***** Data shown
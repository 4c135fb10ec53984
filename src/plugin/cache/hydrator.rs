//! Two-phase cache hydration.
//!
//! On startup an application first renders from cache, then refreshes from
//! the network. [`Hydrator::run`] drives that:
//!
//! 1. **LOAD_CACHE**: cache lookups ignore TTL; every call answered from cache
//!    is remembered in `cached_calls_done`.
//! 2. **HYDRATE**: the live-data loader is started without being awaited;
//!    every live answer (or cache hit) whose signature was remembered in
//!    phase 1 bumps `hydrated_calls_done_amount`.
//!
//! Observers compare the counter against `cached_calls_done.len()` to know
//! when everything shown from cache has been refreshed.

use std::future::Future;
use std::sync::Arc;

use serde::Serialize;
use tokio::sync::watch;

/// Current hydration phase.
#[derive(Debug, Clone, Copy, PartialEq, Eq, Serialize)]
#[serde(rename_all = "SCREAMING_SNAKE_CASE")]
pub enum HydrationMode {
    /// Answering from cache regardless of age.
    LoadCache,
    /// Refreshing from the network.
    Hydrate,
}

/// Observable hydration state.
#[derive(Debug, Clone, PartialEq, Eq, Serialize)]
#[serde(rename_all = "camelCase")]
pub struct HydrationState {
    /// Current phase.
    pub mode: HydrationMode,
    /// Untruncated signatures (`namespace/event(args)`) answered from cache
    /// in LOAD_CACHE.
    pub cached_calls_done: Vec<String>,
    /// Calls from `cached_calls_done` that completed during HYDRATE.
    pub hydrated_calls_done_amount: usize,
}

impl HydrationState {
    fn loading() -> Self {
        Self {
            mode: HydrationMode::LoadCache,
            cached_calls_done: Vec::new(),
            hydrated_calls_done_amount: 0,
        }
    }

    /// Whether every call served from cache has since been refreshed.
    pub fn is_complete(&self) -> bool {
        self.mode == HydrationMode::Hydrate
            && self.hydrated_calls_done_amount >= self.cached_calls_done.len()
    }
}

/// Handle to the hydration state machine. Clones share state.
#[derive(Debug, Clone)]
pub struct Hydrator {
    state: Arc<watch::Sender<Option<HydrationState>>>,
}

impl Default for Hydrator {
    fn default() -> Self {
        Self::new()
    }
}

impl Hydrator {
    /// A hydrator that has never run.
    pub fn new() -> Self {
        let (state, _) = watch::channel(None);
        Self {
            state: Arc::new(state),
        }
    }

    /// Snapshot of the state; `None` before the first run.
    pub fn state(&self) -> Option<HydrationState> {
        self.state.borrow().clone()
    }

    /// Current phase, if a run has started.
    pub fn mode(&self) -> Option<HydrationMode> {
        self.state.borrow().as_ref().map(|s| s.mode)
    }

    /// Watch state changes.
    pub fn subscribe(&self) -> watch::Receiver<Option<HydrationState>> {
        self.state.subscribe()
    }

    /// Run both phases.
    ///
    /// Awaits `load_cached` under LOAD_CACHE, switches to HYDRATE with the
    /// counter reset, then calls `load_real` and spawns its future. Returns
    /// once the live loader has been started, not when it finishes.
    pub async fn run<C, CFut, R, RFut>(&self, load_cached: C, load_real: R)
    where
        C: FnOnce() -> CFut,
        CFut: Future<Output = ()>,
        R: FnOnce() -> RFut,
        RFut: Future<Output = ()> + Send + 'static,
    {
        self.state.send_replace(Some(HydrationState::loading()));
        log::debug!("[Hydrator] Loading cache...");
        load_cached().await;

        self.state.send_modify(|state| {
            let state = state.get_or_insert_with(HydrationState::loading);
            state.mode = HydrationMode::Hydrate;
            state.hydrated_calls_done_amount = 0;
        });
        if let Some(state) = self.state() {
            log::debug!(
                "[Hydrator] Hydrating {} cached calls...",
                state.cached_calls_done.len()
            );
        }

        tokio::spawn(load_real());
    }

    /// A call was answered from cache.
    pub(crate) fn record_cache_hit(&self, signature: &str) {
        self.state.send_if_modified(|state| match state {
            Some(state) if state.mode == HydrationMode::LoadCache => {
                if state.cached_calls_done.iter().any(|s| s == signature) {
                    return false;
                }
                state.cached_calls_done.push(signature.to_string());
                true
            }
            Some(state) => Self::count_hydrated(state, signature),
            None => false,
        });
    }

    /// A call was answered by the server.
    pub(crate) fn record_live_result(&self, signature: &str) {
        self.state.send_if_modified(|state| match state {
            Some(state) if state.mode == HydrationMode::Hydrate => {
                Self::count_hydrated(state, signature)
            }
            _ => false,
        });
    }

    fn count_hydrated(state: &mut HydrationState, signature: &str) -> bool {
        if state.cached_calls_done.iter().any(|s| s == signature) {
            state.hydrated_calls_done_amount += 1;
            true
        } else {
            false
        }
    }
}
**********
Exercise instructions – Your answer should be the exact lines above from the one with "then refreshes from" through the one with "pub fn is_complete(&self)", both included, and nothing besides.

Answer section –
//! On startup an application first renders from cache, then refreshes from
//! the network. [`Hydrator::run`] drives that:
//!
//! 1. **LOAD_CACHE**: cache lookups ignore TTL; every call answered from cache
//!    is remembered in `cached_calls_done`.
//! 2. **HYDRATE**: the live-data loader is started without being awaited;
//!    every live answer (or cache hit) whose signature was remembered in
//!    phase 1 bumps `hydrated_calls_done_amount`.
//!
//! Observers compare the counter against `cached_calls_done.len()` to know
//! when everything shown from cache has been refreshed.

use std::future::Future;
use std::sync::Arc;

use serde::Serialize;
use tokio::sync::watch;

/// Current hydration phase.
#[derive(Debug, Clone, Copy, PartialEq, Eq, Serialize)]
#[serde(rename_all = "SCREAMING_SNAKE_CASE")]
pub enum HydrationMode {
    /// Answering from cache regardless of age.
    LoadCache,
    /// Refreshing from the network.
    Hydrate,
}

/// Observable hydration state.
#[derive(Debug, Clone, PartialEq, Eq, Serialize)]
#[serde(rename_all = "camelCase")]
pub struct HydrationState {
    /// Current phase.
    pub mode: HydrationMode,
    /// Untruncated signatures (`namespace/event(args)`) answered from cache
    /// in LOAD_CACHE.
    pub cached_calls_done: Vec<String>,
    /// Calls from `cached_calls_done` that completed during HYDRATE.
    pub hydrated_calls_done_amount: usize,
}

impl HydrationState {
    fn loading() -> Self {
        Self {
            mode: HydrationMode::LoadCache,
            cached_calls_done: Vec::new(),
            hydrated_calls_done_amount: 0,
        }
    }

    /// Whether every call served from cache has since been refreshed.
    pub fn is_complete(&self) -> bool {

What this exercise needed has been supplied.